Un colloque explore ces détails qui font avancer le droit et les livres

Moteur à récits littéraires, l’indice fonde également les sciences criminelles. Quels liens ces deux mondes entretiennent-ils ?

Moteur à récits littéraires, l’indice fonde également les sciences criminelles.

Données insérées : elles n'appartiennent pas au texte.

//! HTTP Basic credentials for the admin event viewer.

use base64::{Engine as _, engine::general_purpose::STANDARD as B64};
use subtle::ConstantTimeEq;

pub const ADMIN_CHALLENGE: &str = "Basic realm=\"Webhook Admin Panel\"";

#[derive(Clone)]
pub struct AdminCredentials {
    user: String,
    pass: String,
}

impl std::fmt::Debug for AdminCredentials {
    fn fmt(&self, f: &mut std::fmt::Formatter<'_>) -> std::fmt::Result {
        f.debug_struct("AdminCredentials")
            .field("user", &self.user)
            .field("pass", &"<redacted>")
            .finish()
    }
}

impl AdminCredentials {
    pub fn new(user: impl Into<String>, pass: impl Into<String>) -> Self {
        Self {
            user: user.into(),
            pass: pass.into(),
        }
    }

    /// Validates an `Authorization` header value.
    pub fn check(&self, authorization: Option<&str>) -> bool {
        let Some(encoded) = authorization
            .and_then(|value| value.trim().strip_prefix("Basic "))
            .map(str::trim)
        else {
            return false;
        };
        let Ok(decoded) = B64.decode(encoded) else {
            return false;
        };
        let Ok(decoded) = String::from_utf8(decoded) else {
            return false;
        };
        let Some((user, pass)) = decoded.split_once(':') else {
            return false;
        };
        let user_ok = user.as_bytes().ct_eq(self.user.as_bytes());
        let pass_ok = pass.as_bytes().ct_eq(self.pass.as_bytes());
        (user_ok & pass_ok).into()
    }
}
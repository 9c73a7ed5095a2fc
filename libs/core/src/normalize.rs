//! Turns raw webhook bodies into [`WebhookEnvelope`] values.

use serde_json::{Map, Value};
use time::OffsetDateTime;
use time::format_description::well_known::Rfc3339;

use crate::taxonomy::{EventKind, EventTaxonomy};
use crate::types::{Topic, WebhookEnvelope};

const EVENT_TYPE_KEYS: &[&str] = &["event_type", "eventType", "type"];
const CONVERSATION_ID_KEYS: &[&str] = &["conversation_id", "conversationId"];
const VIDEO_ID_KEYS: &[&str] = &["video_id", "videoId"];
const TIMESTAMP_KEY: &str = "timestamp";
/// Epoch values at or above this magnitude are read as milliseconds.
const EPOCH_MILLIS_FLOOR: u64 = 100_000_000_000;

#[derive(Debug, thiserror::Error)]
pub enum NormalizeError {
    #[error("malformed JSON payload: {0}")]
    Malformed(#[from] serde_json::Error),
    #[error("payload must be a JSON object")]
    NotAnObject,
    #[error("missing required field `{0}`")]
    MissingField(&'static str),
}

#[derive(Debug, Clone, Default)]
pub struct Normalizer {
    taxonomy: EventTaxonomy,
}

impl Normalizer {
    pub fn new(taxonomy: EventTaxonomy) -> Self {
        Self { taxonomy }
    }

    pub fn parse(&self, raw_body: &[u8], topic: Topic) -> Result<WebhookEnvelope, NormalizeError> {
        let value: Value = serde_json::from_slice(raw_body)?;
        self.validate(value, topic)
    }

    pub fn validate(&self, value: Value, topic: Topic) -> Result<WebhookEnvelope, NormalizeError> {
        let Value::Object(mut fields) = value else {
            return Err(NormalizeError::NotAnObject);
        };

        let raw_type = take_text(&mut fields, EVENT_TYPE_KEYS)
            .ok_or(NormalizeError::MissingField("event_type"))?;

        let mut id_keys = CONVERSATION_ID_KEYS.to_vec();
        if topic == Topic::Video {
            id_keys.extend_from_slice(VIDEO_ID_KEYS);
        }
        let conversation_id = take_text(&mut fields, &id_keys)
            .ok_or(NormalizeError::MissingField("conversation_id"))?;

        let timestamp = take_timestamp(&mut fields).unwrap_or_else(now_rfc3339);

        let event_type = self.taxonomy.resolve(&raw_type);
        if let EventKind::Unknown(original) = &event_type {
            fields.insert("original_event_type".into(), Value::String(original.clone()));
        }

        Ok(WebhookEnvelope {
            event_type,
            conversation_id,
            timestamp,
            data: fields,
        })
    }
}

/// Returns the first non-empty text value among `keys`, in key order, and
/// removes only that key. Other aliases stay in `fields`.
fn take_text(fields: &mut Map<String, Value>, keys: &[&str]) -> Option<String> {
    let (key, text) = keys
        .iter()
        .find_map(|key| text_value(fields.get(*key)?).map(|text| (*key, text)))?;
    fields.remove(key);
    Some(text)
}

fn text_value(value: &Value) -> Option<String> {
    match value {
        Value::String(s) if !s.trim().is_empty() => Some(s.trim().to_string()),
        Value::Number(n) => Some(n.to_string()),
        _ => None,
    }
}

/// Lifts `timestamp` as RFC 3339 text. Epoch numbers (seconds, or
/// milliseconds above [`EPOCH_MILLIS_FLOOR`]) are converted; anything else is
/// left in `fields` untouched.
fn take_timestamp(fields: &mut Map<String, Value>) -> Option<String> {
    let normalized = match fields.get(TIMESTAMP_KEY)? {
        Value::String(s) => {
            let s = s.trim();
            match OffsetDateTime::parse(s, &Rfc3339) {
                Ok(_) => Some(s.to_string()),
                Err(_) => s.parse::<i64>().ok().and_then(from_epoch),
            }
        }
        Value::Number(n) => n.as_i64().and_then(from_epoch),
        _ => None,
    }?;
    fields.remove(TIMESTAMP_KEY);
    Some(normalized)
}

fn from_epoch(value: i64) -> Option<String> {
    let nanos = if value.unsigned_abs() >= EPOCH_MILLIS_FLOOR {
        i128::from(value) * 1_000_000
    } else {
        i128::from(value) * 1_000_000_000
    };
    OffsetDateTime::from_unix_timestamp_nanos(nanos)
        .ok()?
        .format(&Rfc3339)
        .ok()
}

fn now_rfc3339() -> String {
    OffsetDateTime::now_utc()
        .format(&Rfc3339)
        .unwrap_or_else(|_| OffsetDateTime::UNIX_EPOCH.to_string())
}
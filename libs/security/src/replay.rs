//! Freshness checks for webhook timestamps.

use time::OffsetDateTime;

pub const DEFAULT_MAX_AGE_SECS: u64 = 300;

/// A delivery timestamp as it arrives: header text or an already numeric value.
#[derive(Debug, Clone, Copy, PartialEq, Eq)]
pub enum Timestamp<'a> {
    Text(&'a str),
    Seconds(i64),
}

impl<'a> From<&'a str> for Timestamp<'a> {
    fn from(value: &'a str) -> Self {
        Timestamp::Text(value)
    }
}

impl From<i64> for Timestamp<'_> {
    fn from(value: i64) -> Self {
        Timestamp::Seconds(value)
    }
}

impl Timestamp<'_> {
    pub fn unix_seconds(&self) -> Option<i64> {
        match self {
            Timestamp::Seconds(secs) => Some(*secs),
            Timestamp::Text(raw) => raw.trim().parse::<i64>().ok(),
        }
    }
}

/// True when `timestamp` is within `max_age_secs` of the current time, in
/// either direction.
pub fn verify_timestamp<'a>(timestamp: impl Into<Timestamp<'a>>, max_age_secs: u64) -> bool {
    verify_timestamp_at(
        timestamp,
        max_age_secs,
        OffsetDateTime::now_utc().unix_timestamp(),
    )
}

pub fn verify_timestamp_at<'a>(
    timestamp: impl Into<Timestamp<'a>>,
    max_age_secs: u64,
    now_secs: i64,
) -> bool {
    let Some(sent) = timestamp.into().unix_seconds() else {
        return false;
    };
    let skew = i128::from(now_secs) - i128::from(sent);
    skew.unsigned_abs() <= u128::from(max_age_secs)
}

#[cfg(test)]
mod tests {
    use super::*;

    const NOW: i64 = 1_750_000_000;

    #[test]
    fn boundary_is_inclusive() {
        assert!(verify_timestamp_at(NOW - 300, 300, NOW));
        assert!(verify_timestamp_at(NOW + 300, 300, NOW));
        assert!(!verify_timestamp_at(NOW - 301, 300, NOW));
        assert!(!verify_timestamp_at(NOW + 301, 300, NOW));
    }

    #[test]
    fn text_timestamps_are_parsed() {
        let fresh = (NOW - 10).to_string();
        assert!(verify_timestamp_at(fresh.as_str(), 300, NOW));
        assert!(verify_timestamp_at(" 1750000000 ", 300, NOW));
    }

    #[test]
    fn unparsable_timestamps_fail() {
        assert!(!verify_timestamp_at("", 300, NOW));
        assert!(!verify_timestamp_at("yesterday", 300, NOW));
        assert!(!verify_timestamp_at("17500000.5", 300, NOW));
    }

    #[test]
    fn extreme_values_do_not_overflow() {
        assert!(!verify_timestamp_at(i64::MIN, 300, NOW));
        assert!(!verify_timestamp_at(i64::MAX, 300, NOW));
    }

    #[test]
    fn uses_wall_clock_by_default() {
        let now = OffsetDateTime::now_utc().unix_timestamp();
        assert!(verify_timestamp(now, DEFAULT_MAX_AGE_SECS));
        assert!(!verify_timestamp(now - 3_600, DEFAULT_MAX_AGE_SECS));
    }
}
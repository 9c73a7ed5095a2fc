#![allow(dead_code)]

use std::path::Path;

use axum::{
    Router,
    body::Body,
    http::{Request, Response},
};
use cvi_gateway::{AppState, GatewayConfig, build_router};
use http_body_util::BodyExt;
use serde_json::Value;
use tower::ServiceExt;

pub const SECRET: &str = "whsec_test";

/// Configuration rooted at `events_dir` plus any overrides.
pub fn config(events_dir: &Path, extra: &[(&str, &str)]) -> GatewayConfig {
    let mut vars = vec![(
        "EVENTS_DIR".to_string(),
        events_dir.display().to_string(),
    )];
    vars.extend(extra.iter().map(|(k, v)| (k.to_string(), v.to_string())));
    GatewayConfig::from_vars(vars).expect("config")
}

pub fn router(state: AppState) -> Router {
    build_router(state)
}

pub async fn send(router: &Router, request: Request<Body>) -> Response<Body> {
    router.clone().oneshot(request).await.expect("router response")
}

pub async fn json_body(response: Response<Body>) -> Value {
    let bytes = response
        .into_body()
        .collect()
        .await
        .expect("collect body")
        .to_bytes();
    serde_json::from_slice(&bytes).expect("json body")
}

pub async fn text_body(response: Response<Body>) -> String {
    let bytes = response
        .into_body()
        .collect()
        .await
        .expect("collect body")
        .to_bytes();
    String::from_utf8(bytes.to_vec()).expect("utf8 body")
}

/// All lines across every day file under `dir`.
pub fn logged_lines(dir: &Path) -> Vec<Value> {
    let Ok(entries) = std::fs::read_dir(dir) else {
        return Vec::new();
    };
    let mut lines = Vec::new();
    for entry in entries.flatten() {
        let content = std::fs::read_to_string(entry.path()).expect("read day file");
        lines.extend(
            content
                .lines()
                .filter(|l| !l.trim().is_empty())
                .map(|l| serde_json::from_str::<Value>(l).expect("json line")),
        );
    }
    lines
}
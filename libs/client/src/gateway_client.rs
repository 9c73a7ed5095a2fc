//! Client for the gateway's own create-conversation endpoint.

use http::StatusCode;
use reqwest::{Client, Url};
use serde::{Deserialize, Serialize};
use thiserror::Error;

use crate::provider::retry_after;
use crate::retry::{Classify, Disposition};

pub const CREATE_CONVERSATION_PATH: &str = "api/tavus/create-conversation";

#[derive(Debug, Clone, Default, PartialEq, Eq, Serialize, Deserialize)]
#[serde(rename_all = "camelCase")]
pub struct LaunchRequest {
    #[serde(default, skip_serializing_if = "Option::is_none")]
    pub vertical: Option<String>,
    #[serde(default, skip_serializing_if = "Option::is_none")]
    pub document_tags: Option<Vec<String>>,
    #[serde(default, skip_serializing_if = "Option::is_none")]
    pub memory_key: Option<String>,
}

#[derive(Debug, Clone, PartialEq, Eq, Serialize, Deserialize)]
#[serde(rename_all = "camelCase")]
pub struct ConversationSession {
    pub conversation_id: String,
    pub conversation_url: String,
}

#[derive(Debug, Deserialize)]
struct ErrorBody {
    #[serde(default)]
    error: Option<String>,
    #[serde(default, rename = "retryAfter")]
    retry_after: Option<u64>,
}

#[derive(Debug, Error)]
pub enum ClientError {
    #[error("gateway client configuration error: {0}")]
    Config(anyhow::Error),
    #[error("could not reach the gateway")]
    Transport(#[source] reqwest::Error),
    #[error("rate limited, retry after {retry_after_secs}s")]
    RateLimited { retry_after_secs: u64, message: String },
    #[error("gateway returned {status}: {message}")]
    Remote { status: StatusCode, message: String },
    #[error("unexpected gateway response")]
    Decode(#[source] reqwest::Error),
}

impl ClientError {
    /// Text suitable for showing to the person who asked to open a conversation.
    pub fn user_message(&self) -> String {
        match self {
            ClientError::RateLimited { retry_after_secs, .. } => format!(
                "Too many requests. Please wait {retry_after_secs} seconds and try again."
            ),
            ClientError::Transport(_) => {
                "Network error. Please check your connection and try again.".into()
            }
            ClientError::Remote { status, message }
                if *status == StatusCode::BAD_REQUEST && message.contains("configuration") =>
            {
                "Video chat is not properly configured. Please contact support.".into()
            }
            ClientError::Remote { status, .. } if status.is_server_error() => {
                "Server error. Please try again later.".into()
            }
            ClientError::Remote { message, .. } if !message.is_empty() => message.clone(),
            ClientError::Remote { .. } => "Invalid request. Please contact support.".into(),
            ClientError::Config(_) | ClientError::Decode(_) => {
                "Unable to start video chat. Please contact support.".into()
            }
        }
    }
}

impl Classify for ClientError {
    fn disposition(&self) -> Disposition {
        match self {
            ClientError::RateLimited { .. } | ClientError::Transport(_) => Disposition::Retryable,
            ClientError::Remote { status, .. } if status.is_server_error() => {
                Disposition::Retryable
            }
            ClientError::Remote { .. } | ClientError::Config(_) | ClientError::Decode(_) => {
                Disposition::Fatal
            }
        }
    }
}

#[derive(Debug, Clone)]
pub struct GatewayClient {
    client: Client,
    base_url: Url,
}

impl GatewayClient {
    pub fn new(client: Client, base_url: &str) -> Result<Self, ClientError> {
        let mut url = Url::parse(base_url).map_err(|err| ClientError::Config(err.into()))?;
        if !url.path().ends_with('/') {
            let path = format!("{}/", url.path());
            url.set_path(&path);
        }
        Ok(Self {
            client,
            base_url: url,
        })
    }

    pub fn base_url(&self) -> &Url {
        &self.base_url
    }

    pub async fn create_conversation(
        &self,
        request: &LaunchRequest,
    ) -> Result<ConversationSession, ClientError> {
        let url = self
            .base_url
            .join(CREATE_CONVERSATION_PATH)
            .map_err(|err| ClientError::Config(err.into()))?;
        let response = self
            .client
            .post(url)
            .json(request)
            .send()
            .await
            .map_err(ClientError::Transport)?;

        let status = response.status();
        if status.is_success() {
            return response
                .json::<ConversationSession>()
                .await
                .map_err(ClientError::Decode);
        }

        let header_retry = retry_after(response.headers()).map(|d| d.as_secs());
        let body: ErrorBody = response.json().await.unwrap_or(ErrorBody {
            error: None,
            retry_after: None,
        });
        let message = body.error.unwrap_or_default();
        if status == StatusCode::TOO_MANY_REQUESTS {
            let retry_after_secs = body.retry_after.or(header_retry).unwrap_or(1).max(1);
            return Err(ClientError::RateLimited {
                retry_after_secs,
                message,
            });
        }
        Err(ClientError::Remote { status, message })
    }
}

#[cfg(test)]
mod tests {
    use super::*;

    #[test]
    fn launch_request_uses_camel_case() {
        let request = LaunchRequest {
            vertical: Some("healthcare".into()),
            document_tags: Some(vec!["faq".into()]),
            memory_key: None,
        };
        assert_eq!(
            serde_json::to_value(&request).unwrap(),
            serde_json::json!({"vertical": "healthcare", "documentTags": ["faq"]})
        );
    }

    #[test]
    fn classification_and_messages() {
        let limited = ClientError::RateLimited {
            retry_after_secs: 12,
            message: "Too many requests".into(),
        };
        assert!(limited.is_retryable());
        assert!(limited.user_message().contains("12 seconds"));

        let misconfigured = ClientError::Remote {
            status: StatusCode::BAD_REQUEST,
            message: "Invalid vertical configuration".into(),
        };
        assert!(!misconfigured.is_retryable());
        assert!(misconfigured.user_message().contains("contact support"));

        let upstream = ClientError::Remote {
            status: StatusCode::BAD_GATEWAY,
            message: "provider unavailable".into(),
        };
        assert!(upstream.is_retryable());
        assert!(upstream.user_message().contains("try again"));
    }

    #[test]
    fn base_url_gains_trailing_slash() {
        let client = GatewayClient::new(Client::new(), "http://localhost:3000/app").unwrap();
        assert_eq!(
            client.base_url().join(CREATE_CONVERSATION_PATH).unwrap().as_str(),
            "http://localhost:3000/app/api/tavus/create-conversation"
        );
    }
}
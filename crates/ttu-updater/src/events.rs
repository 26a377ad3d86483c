//! Collaborator seam between the update flow and whatever renders it.
//!
//! The graphical or console shell implements [`LauncherEvents`]. Every
//! callback is fire-and-forget and may be invoked from a worker thread.

use crate::state::RunState;
use crate::steps::download::DownloadProgress;
use crate::steps::extract::ExtractProgress;

/// Which output stream of the child process a chunk came from.
#[derive(Debug, Clone, Copy, PartialEq, Eq)]
pub enum OutputStream {
    /// Standard output.
    Stdout,
    /// Standard error.
    Stderr,
}

impl OutputStream {
    /// Label used in log fields.
    #[must_use]
    pub const fn label(&self) -> &'static str {
        match self {
            Self::Stdout => "stdout",
            Self::Stderr => "stderr",
        }
    }
}

/// Notifications emitted during a run. All methods default to no-ops.
pub trait LauncherEvents: Send + Sync {
    /// The run moved to a new state.
    fn on_state(&self, _state: &RunState) {}

    /// A status line for the user.
    fn on_status_text(&self, _message: &str) {}

    /// Throttled download progress.
    fn on_download_progress(&self, _progress: &DownloadProgress) {}

    /// One archive entry was processed.
    fn on_extract_progress(&self, _progress: ExtractProgress) {}

    /// Diagnostic output from the running executable.
    fn on_process_output(&self, _stream: OutputStream, _chunk: &str) {}

    /// The executable started; the host window should hide.
    fn hide_window(&self) {}

    /// The executable ended or failed to start; the host window should show.
    fn show_window(&self) {}

    /// Arms or disarms the control that starts a run.
    fn set_trigger_enabled(&self, _enabled: bool) {}
}

/// Ignores every notification.
#[derive(Debug, Default, Clone, Copy)]
pub struct NoopEvents;

impl LauncherEvents for NoopEvents {}
//! Version markers and the remote version oracle.
//!
//! A version marker is an opaque token. It is never parsed or ordered: an
//! install is stale whenever the local bytes differ from the remote ones, so a
//! local marker "ahead" of the remote one also triggers a re-download.

use std::fmt;
use std::io::ErrorKind;
use std::path::Path;

use serde::Deserialize;

use crate::config::Endpoints;
use crate::error::{LauncherError, Result};

/// Opaque token identifying an installed build.
#[derive(Debug, Clone, PartialEq, Eq, Hash)]
pub struct VersionMarker(Vec<u8>);

impl VersionMarker {
    /// Wraps raw marker bytes.
    #[must_use]
    pub fn new(bytes: impl Into<Vec<u8>>) -> Self {
        Self(bytes.into())
    }

    /// Raw marker bytes, exactly as persisted.
    #[must_use]
    pub fn as_bytes(&self) -> &[u8] {
        &self.0
    }

    /// Short printable form for logs and status records.
    #[must_use]
    pub fn display_short(&self) -> String {
        let text = String::from_utf8_lossy(&self.0);
        let text = text.trim();
        if text.chars().count() > 16 {
            let head: String = text.chars().take(16).collect();
            format!("{head}…")
        } else {
            text.to_string()
        }
    }
}

impl From<&str> for VersionMarker {
    fn from(value: &str) -> Self {
        Self::new(value.as_bytes())
    }
}

impl fmt::Display for VersionMarker {
    fn fmt(&self, f: &mut fmt::Formatter<'_>) -> fmt::Result {
        write!(f, "{}", self.display_short())
    }
}

/// Returns `true` when the local install must be replaced.
///
/// Staleness is pure inequality: a missing local marker, or one whose bytes
/// differ from the remote marker in any way, is stale.
#[must_use]
pub fn is_stale(remote: &VersionMarker, local: Option<&VersionMarker>) -> bool {
    local.is_none_or(|local| local.as_bytes() != remote.as_bytes())
}

/// Body of the version endpoint. Only `content` is used.
#[derive(Debug, Deserialize)]
struct VersionDocument {
    content: String,
}

/// Fetches the remote version marker and reads/writes the local one.
#[derive(Debug, Clone)]
pub struct VersionOracle {
    client: reqwest::Client,
    version_url: String,
    connectivity_url: String,
}

impl VersionOracle {
    /// Creates an oracle for the given endpoints.
    ///
    /// The client is expected to carry the `User-Agent` header
    /// (see [`LauncherSettings::http_client`](crate::config::LauncherSettings::http_client)).
    #[must_use]
    pub fn new(client: reqwest::Client, endpoints: &Endpoints) -> Self {
        Self {
            client,
            version_url: endpoints.version_url.clone(),
            connectivity_url: endpoints.connectivity_url.clone(),
        }
    }

    /// Lightweight reachability check against a well-known host.
    ///
    /// Any HTTP response counts as reachable; only transport failures do not.
    pub async fn probe_connectivity(&self) -> Result<()> {
        tracing::debug!("Probing connectivity via {}", self.connectivity_url);
        let response = self.client.get(&self.connectivity_url).send().await?;
        tracing::debug!("Connectivity probe answered with {}", response.status());
        Ok(())
    }

    /// Fetches the latest version marker from the version endpoint.
    ///
    /// Every failure, including a malformed body, is reported as
    /// [`LauncherError::Network`].
    pub async fn fetch_remote_version(&self) -> Result<VersionMarker> {
        tracing::debug!("Fetching remote version from {}", self.version_url);

        let response = self.client.get(&self.version_url).send().await?;

        let status = response.status();
        if !status.is_success() {
            let body = response.text().await.unwrap_or_default();
            return Err(LauncherError::Network(format!(
                "version endpoint returned {status}: {body}"
            )));
        }

        let bytes = response.bytes().await?;
        let document: VersionDocument = serde_json::from_slice(&bytes)
            .map_err(|e| LauncherError::Network(format!("invalid version response: {e}")))?;

        let marker = VersionMarker::new(document.content);
        tracing::info!("Remote version: {}", marker);
        Ok(marker)
    }

    /// Reads the local version marker. A missing file is `Ok(None)`.
    pub async fn read_local_version(path: &Path) -> Result<Option<VersionMarker>> {
        match tokio::fs::read(path).await {
            Ok(bytes) => Ok(Some(VersionMarker::new(bytes))),
            Err(e) if e.kind() == ErrorKind::NotFound => Ok(None),
            Err(e) => Err(LauncherError::Io(format!(
                "failed to read {}: {e}",
                path.display()
            ))),
        }
    }

    /// Persists a version marker, overwriting any previous one.
    pub async fn write_local_version(path: &Path, marker: &VersionMarker) -> Result<()> {
        tokio::fs::write(path, marker.as_bytes())
            .await
            .map_err(|e| LauncherError::Io(format!("failed to write {}: {e}", path.display())))
    }
}

#[cfg(test)]
mod tests {
    use super::*;
    use proptest::prelude::*;

    #[test]
    fn test_missing_local_is_stale() {
        assert!(is_stale(&VersionMarker::from("v2"), None));
    }

    #[test]
    fn test_equal_markers_are_current() {
        let remote = VersionMarker::from("v1");
        assert!(!is_stale(&remote, Some(&VersionMarker::from("v1"))));
    }

    #[test]
    fn test_local_ahead_is_stale() {
        // No ordering: a "newer" local marker still differs.
        let remote = VersionMarker::from("v1");
        assert!(is_stale(&remote, Some(&VersionMarker::from("v2"))));
    }

    #[test]
    fn test_trailing_newline_is_stale() {
        let remote = VersionMarker::from("djE=\n");
        assert!(is_stale(&remote, Some(&VersionMarker::from("djE="))));
    }

    #[test]
    fn test_display_short_truncates() {
        let marker = VersionMarker::from("abcdefghijklmnopqrstuvwxyz");
        assert_eq!(marker.display_short(), "abcdefghijklmnop…");
    }

    #[tokio::test]
    async fn test_local_roundtrip() {
        let dir = tempfile::tempdir().unwrap();
        let path = dir.path().join("version.txt");

        assert_eq!(VersionOracle::read_local_version(&path).await.unwrap(), None);

        let marker = VersionMarker::from("v2");
        VersionOracle::write_local_version(&path, &marker)
            .await
            .unwrap();
        assert_eq!(
            VersionOracle::read_local_version(&path).await.unwrap(),
            Some(marker)
        );
    }

    #[tokio::test]
    async fn test_read_directory_is_io_error() {
        let dir = tempfile::tempdir().unwrap();
        let result = VersionOracle::read_local_version(dir.path()).await;
        assert!(matches!(result, Err(LauncherError::Io(_))));
    }

    proptest! {
        #[test]
        fn prop_stale_iff_bytes_differ(
            remote in proptest::collection::vec(any::<u8>(), 0..32),
            local in proptest::option::of(proptest::collection::vec(any::<u8>(), 0..32)),
        ) {
            let remote_marker = VersionMarker::new(remote.clone());
            let local_marker = local.clone().map(VersionMarker::new);
            let expected = match &local {
                None => true,
                Some(bytes) => bytes != &remote,
            };
            prop_assert_eq!(is_stale(&remote_marker, local_marker.as_ref()), expected);
        }
    }
}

Quels liens ces deux mondes entretiennent-ils ? Éléments de réponse dans un colloque organisé au Cercle littéraire le 2 mai prochain.

Qu’est-ce que l’écrivain-procureur Nicolas Feuz, le psychiatre Jacques Gasser et Pierre Margot, professeur honoraire de l’UNIL, ont en commun ? Chacun d’entre eux travaille à sa manière avec les indices. Et tous trois font partie de la dizaine de chercheuses en littérature, romanciers, juristes, psychiatres et spécialistes des sciences criminelles qui interviendront le 2 mai au Cercle littéraire à Lausanne dans le cadre d’un colloque interfacultaire intitulé « La littérature indiciaire au service de la vérité judiciaire ? Élémentaire, mon cher Watson ! » organisé par le Laboratoire Droit & Littérature (FDCA).

Coorganisé par Charlotte Dufour, maîtresse-assistante à la section de français de la Faculté des lettres de l’UNIL, et Loïc Parein, avocat et chargé de cours à l’UNIL et à l’Unifr, l’événement sera ouvert au public. Il bénéficie du soutien de l’Association du droit à l’art et de la Fondation Sir Arthur Conan Doyle.

Moteur de romans policiers

Au programme, une réflexion à large spectre autour de la preuve « dans ces domaines où le détail est un outil d’investigation central. Nous explorerons comment on l’envisage et l’exploite dans ces différents contextes », résume Charlotte Dufour. Ce questionnement a été entamé lors d’un séminaire qu’elle a codirigé avec Marta Caraion au semestre d’automne 2024-25 : « Nous avons étudié comment ce que l’historien italien Carlo Ginzburg a appelé le paradigme indiciaire a fondé les sciences criminelles et médicales tout en devenant le moteur des romans policiers qui voient le jour en parallèle au XIXe siècle. » Le colloque sera l’occasion de prolonger cette réflexion dans une perspective à la fois littéraire et pénale en réunissant des intervenants issus de ces deux mondes. Certains, tels Vincent Delay, chef de la police administrative de l’état-major de la Police cantonale vaudoise, conservateur du Musée Sherlock Holmes à Lucens et auteur de polars, et Nicolas Feuz, ont un pied dans les deux univers : « Ils incarnent le dialogue entre ces domaines », relève Charlotte Dufour. Une volonté de décloisonner les genres que l’on retrouve aussi dans le choix d’organiser l’événement hors du milieu académique, de manière à tendre la main au grand public.

Travail d’interprétation

Croiser les regards sur cette thématique a également son intérêt pour les juristes : « Quand on lit une démonstration de Sherlock Holmes ou d’Hercule Poirot, on pourrait croire que tout coule de source. On en oublie le travail d’interprétation nécessaire pour y parvenir, véritable succession de paris parfois risqués », souligne Loïc Parein. Aujourd’hui, certains auteurs rendent ce processus visible en montrant, à l’instar de Marc Voltenauer, des policiers qui tâtonnent : « Les progrès de la police scientifique peuvent donner l’impression que l’erreur n’existe plus. Or ces avancées permettent tout au plus d’affirmer qu’il y a une forte probabilité que X ou Y soit à l’origine de telle empreinte, par exemple. Elles n’excluent pas l’interprétation. » De quoi rappeler aux étudiantes et étudiants qu’il est compliqué de trouver l’auteur d’un crime. Et à tout un chacun que questionner les évidences demeure une démarche salutaire dans le domaine judiciaire comme dans notre quotidien où fake news et intelligence artificielle semblent se donner le mot pour nous faire prendre des vessies pour des lanternes.